Required work - Report back every line below that carries the word "Closed".
BEGIN Records for this task
impl SyncEngine {
    pub fn new(
        name: impl Into<String>,
        transport: Arc<dyn RegisterTransport>,
        negotiator: Negotiator,
        settings: SyncSettings,
        events: UnboundedSender<DeviceEvent>,
    ) -> Self {
        Self {
            inner: Arc::new(EngineInner {
                transport,
                negotiator,
                settings,
                store: Arc::new(RegisterStore::new()),
                queue: Arc::new(WriteQueue::new()),
                profile: RwLock::new(None),
                counter: Mutex::new(0),
                busy: AtomicBool::new(false),
                restarting: AtomicBool::new(false),
                periodic: Mutex::new(None),
                shutdown: CancellationToken::new(),
                events,
                logger: DeviceLogger::new(name),
            }),
        }
    }

    pub fn name(&self) -> &str {
        self.inner.logger.device()
    }

    pub fn store(&self) -> &Arc<RegisterStore> {
        &self.inner.store
    }

    pub fn queue(&self) -> &Arc<WriteQueue> {
        &self.inner.queue
    }

    pub fn settings(&self) -> &SyncSettings {
        &self.inner.settings
    }

    /// Negotiated profile, `None` before initialization
    pub fn profile(&self) -> Option<DeviceProfile> {
        self.inner.profile.read().clone()
    }

    pub fn sync_counter(&self) -> u8 {
        *self.inner.counter.lock()
    }

    pub fn is_busy(&self) -> bool {
        self.inner.busy.load(Ordering::Acquire)
    }

    /// Whether a restart is waiting out its cooldown
    pub fn is_restart_pending(&self) -> bool {
        self.inner.restarting.load(Ordering::Acquire)
    }

    /// Whether the periodic timer is running
    pub fn is_running(&self) -> bool {
        self.inner
            .periodic
            .lock()
            .as_ref()
            .is_some_and(|task| !task.token.is_cancelled())
    }

    /// Negotiate, populate the store with a first sync and start the timer.
    ///
    /// Negotiation errors are returned as-is and leave the engine stopped.
    pub async fn initialize(&self) -> Result<DeviceProfile> {
        let probe = self
            .inner
            .negotiator
            .probe(self.inner.transport.as_ref())
            .await?;
        let profile = self.inner.negotiator.negotiate(&probe)?;

        self.log_device_info(&profile);
        self.inner.store.reset();
        *self.inner.profile.write() = Some(profile.clone());
        debug!("Feature flags initialized");

        self.sync_once().await?;
        self.start_periodic();
        self.emit(DeviceEvent::Initialized);

        Ok(profile)
    }

    /// Run one tick: skip, report an overrun, or execute a cycle
    pub async fn sync_once(&self) -> Result<()> {
        match self.begin_tick() {
            Tick::Skip => Ok(()),
            Tick::Busy => {
                warn!(
                    device = %self.name(),
                    "{} is busy completing previous operations",
                    self.name()
                );
                self.spawn_restart(self.inner.settings.restart_cooldown);
                Ok(())
            },
            Tick::Run { read } => {
                let _guard = FlagGuard(&self.inner.busy);
                self.run_cycle(read).await
            },
        }
    }

    /// Stop the timer, wait `delay`, then start over with a read tick.
    ///
    /// Only one restart runs at a time; a request made while another is
    /// pending returns immediately.
    pub async fn restart_sync(&self, delay: Duration) {
        let Some(_pending) = FlagGuard::claim(&self.inner.restarting) else {
            debug!("Restart of {} already pending", self.name());
            return;
        };

        self.stop_periodic();
        *self.inner.counter.lock() = 0;
        warn!(
            device = %self.name(),
            "Restarting device data sync in {} seconds...",
            delay.as_secs()
        );

        tokio::select! {
            () = tokio::time::sleep(delay) => {},
            () = self.inner.shutdown.cancelled() => {
                debug!("Restart of {} abandoned, engine is shutting down", self.name());
                return;
            }
        }

        self.start_periodic();
        info!(device = %self.name(), "Device data sync restarted");
    }

    /// Stop the timer for good. Pending restarts are abandoned.
    pub fn shutdown(&self) {
        self.inner.shutdown.cancel();
        self.stop_periodic();
    }

    /// Advance the counter and claim the busy flag
    fn begin_tick(&self) -> Tick {
        let mut counter = self.inner.counter.lock();
        *counter += 1;
        if *counter > self.inner.settings.read_frequency {
            *counter = 1;
        }

        if *counter > 1 && self.inner.queue.is_empty() {
            return Tick::Skip;
        }

        if self
            .inner
            .busy
            .compare_exchange(false, true, Ordering::AcqRel, Ordering::Acquire)
            .is_err()
        {
            return Tick::Busy;
        }

        Tick::Run {
            read: *counter == 1,
        }
    }

    async fn run_cycle(&self, read: bool) -> Result<()> {
        let transport = &self.inner.transport;
        transport
            .open()
            .await
            .map_err(|source| AirfiError::Connection {
                target: self.name().to_string(),
                source,
            })?;

        let result = self.exchange(read).await;
        transport.close().await;
        result
    }

    async fn exchange(&self, read: bool) -> Result<()> {
        if !self.inner.queue.is_empty() {
            self.write_queue().await;
        }

        if read {
            self.read_registers().await?;
        }
        Ok(())
    }

    async fn write_queue(&self) {
        debug!(device = %self.name(), "Writing values to device");

        let transport = Arc::clone(&self.inner.transport);
        let report = self
            .inner
            .queue
            .drain(|offset, value| {
                let transport = Arc::clone(&transport);
                async move { transport.write_single(offset, value).await }
            })
            .await;

        let succeeded = report.succeeded();
        for failed in report.failed {
            let err = AirfiError::Write {
                offset: failed.offset,
                value: failed.value,
                source: failed.error,
            };
            error!(device = %self.name(), "{}", err);
        }
        debug!(
            "Wrote {}/{} queued values",
            succeeded, report.attempted
        );
    }

    /// Read both banks; the store only changes when both reads succeed
    async fn read_registers(&self) -> Result<()> {
        let lengths = self
            .inner
            .profile
            .read()
            .as_ref()
            .map(|profile| profile.register_lengths)
            .ok_or(AirfiError::NotInitialized)?;
        let transport = &self.inner.transport;

        let holding = transport
            .read_block(RegisterBank::Holding, 1, lengths.holding)
            .await
            .map_err(AirfiError::Read)?;
        let input = transport
            .read_block(RegisterBank::Input, 1, lengths.input)
            .await
            .map_err(AirfiError::Read)?;

        if self.inner.settings.print_modbus_map {
            self.log_register_map(RegisterBank::Holding, &holding);
            self.log_register_map(RegisterBank::Input, &input);
        }

        self.inner.store.apply_sync_read(holding, input);
        Ok(())
    }

    fn log_register_map(&self, bank: RegisterBank, values: &[u16]) {
        let map: BTreeMap<String, u16> = values
            .iter()
            .enumerate()
            .map(|(index, value)| (format!("{}x{:05}", bank.prefix(), index + 1), *value))
            .collect();
        match serde_json::to_string_pretty(&map) {
            Ok(json) => debug!(device = %self.name(), "{} registers:\n{}", bank, json),
            Err(e) => debug!("Failed to format {} register map: {}", bank, e),
        }
    }

    fn log_device_info(&self, profile: &DeviceProfile) {
        let header = format!("----- {} -----", self.name());
        info!(device = %self.name(), "{}", header);
        info!(device = %self.name(), "  Firmware version: {}", profile.firmware_version);
        info!(device = %self.name(), "  Modbus map version: {}", profile.map_version);
        info!(device = %self.name(), "{}", "-".repeat(header.len()));
        debug!(
            device = %self.name(),
            "Hardware revision {}, feature flags {}",
            profile.hardware_revision, profile.features
        );
    }

    pub(crate) fn emit(&self, event: DeviceEvent) {
        if self.inner.events.send(event).is_err() {
            debug!("No listener for events of {}", self.name());
        }
    }

    fn spawn_restart(&self, delay: Duration) {
        let engine = self.clone();
        tokio::spawn(async move { engine.restart_sync(delay).await }.in_current_span());
    }

    /// Start (or replace) the periodic timer
    fn start_periodic(&self) {
        if self.inner.shutdown.is_cancelled() {
            return;
        }

        let token = self.inner.shutdown.child_token();
        let task_token = token.clone();
        let weak = Arc::downgrade(&self.inner);
        let period = self.inner.settings.interval;
        let cooldown = self.inner.settings.restart_cooldown;

        let handle = tokio::spawn(async move {
            let mut interval = tokio::time::interval_at(Instant::now() + period, period);
            interval.set_missed_tick_behavior(MissedTickBehavior::Skip);

            loop {
                tokio::select! {
                    _ = interval.tick() => {
                        let Some(engine) = upgrade(&weak) else { break };
                        tokio::spawn(
                            async move {
                                if let Err(e) = engine.sync_once().await {
                                    error!(device = %engine.name(), "Device sync failed: {}", e);
                                    engine.emit(DeviceEvent::RestartRequired { delay: cooldown });
                                }
                            }
                            .in_current_span(),
                        );
                    }
                    () = task_token.cancelled() => {
                        break;
                    }
                }
            }
        }
        .in_current_span());

        let previous = self
            .inner
            .periodic
            .lock()
            .replace(PeriodicTask { handle, token });
        if let Some(previous) = previous {
            previous.token.cancel();
            previous.handle.abort();
        }
        debug!(
            "Periodic sync of {} started, interval {}ms",
            self.name(),
            period.as_millis()
        );
    }

    fn stop_periodic(&self) {
        if let Some(task) = self.inner.periodic.lock().take() {
            task.token.cancel();
            task.handle.abort();
            debug!("Periodic sync of {} stopped", self.name());
        }
    }
}
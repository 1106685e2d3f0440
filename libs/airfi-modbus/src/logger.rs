//! Per-device logging
//!
//! Every line carries the device name as a `device` field so output from
//! several units can be told apart.

use std::fmt;

use tracing::{debug, info, trace, warn};

/// State of one client session towards the controller
#[derive(Debug, Clone, Copy, PartialEq, Eq, Default)]
pub enum SessionState {
    #[default]
    Closed,
    Opening,
    Open,
    Closing,
}

impl SessionState {
    pub fn is_open(&self) -> bool {
        matches!(self, SessionState::Open)
    }
}

impl fmt::Display for SessionState {
    fn fmt(&self, f: &mut fmt::Formatter<'_>) -> fmt::Result {
        match self {
            SessionState::Closed => write!(f, "CLOSED"),
            SessionState::Opening => write!(f, "OPENING"),
            SessionState::Open => write!(f, "OPEN"),
            SessionState::Closing => write!(f, "CLOSING"),
        }
    }
}

/// Logger bound to one device
#[derive(Debug, Clone)]
pub struct DeviceLogger {
    device: String,
}

impl DeviceLogger {
    pub fn new(device: impl Into<String>) -> Self {
        Self {
            device: device.into(),
        }
    }

    pub fn device(&self) -> &str {
        &self.device
    }

    pub fn log_connect(&self, target: &str, details: &str) {
        debug!(device = %self.device, "[CONNECT] {} - {}", target, details);
    }

    pub fn log_status(&self, old_state: SessionState, new_state: SessionState, reason: &str) {
        debug!(device = %self.device, "[STATUS] {} -> {} - {}", old_state, new_state, reason);
    }

    pub fn log_info(&self, message: &str) {
        info!(device = %self.device, "{}", message);
    }

    pub fn log_warn(&self, message: &str) {
        warn!(device = %self.device, "{}", message);
    }

    /// Log one chunk of a block read
    pub fn log_poll(&self, function_code: u8, start: u16, count: u16) {
        debug!(
            device = %self.device,
            "[poll] f{:02} start={} x{}",
            function_code, start, count
        );
    }

    /// Log raw Modbus frame
    pub fn log_raw_message(&self, direction: &str, raw_frame: &[u8]) {
        let hex_str = raw_frame
            .iter()
            .map(|b| format!("{:02X}", b))
            .collect::<Vec<_>>()
            .join(" ");

        if raw_frame.len() >= 8 {
            let tid = u16::from_be_bytes([raw_frame[0], raw_frame[1]]);
            trace!(
                device = %self.device,
                "[{}] TID={:04X} Unit={} FC={:02X} Frame:[{}]",
                direction, tid, raw_frame[6], raw_frame[7], hex_str
            );
        } else {
            trace!(device = %self.device, "[{}] Frame:[{}]", direction, hex_str);
        }
    }
}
END Records for this task
Answer section -
    Closed,
            SessionState::Closed => write!(f, "CLOSED"),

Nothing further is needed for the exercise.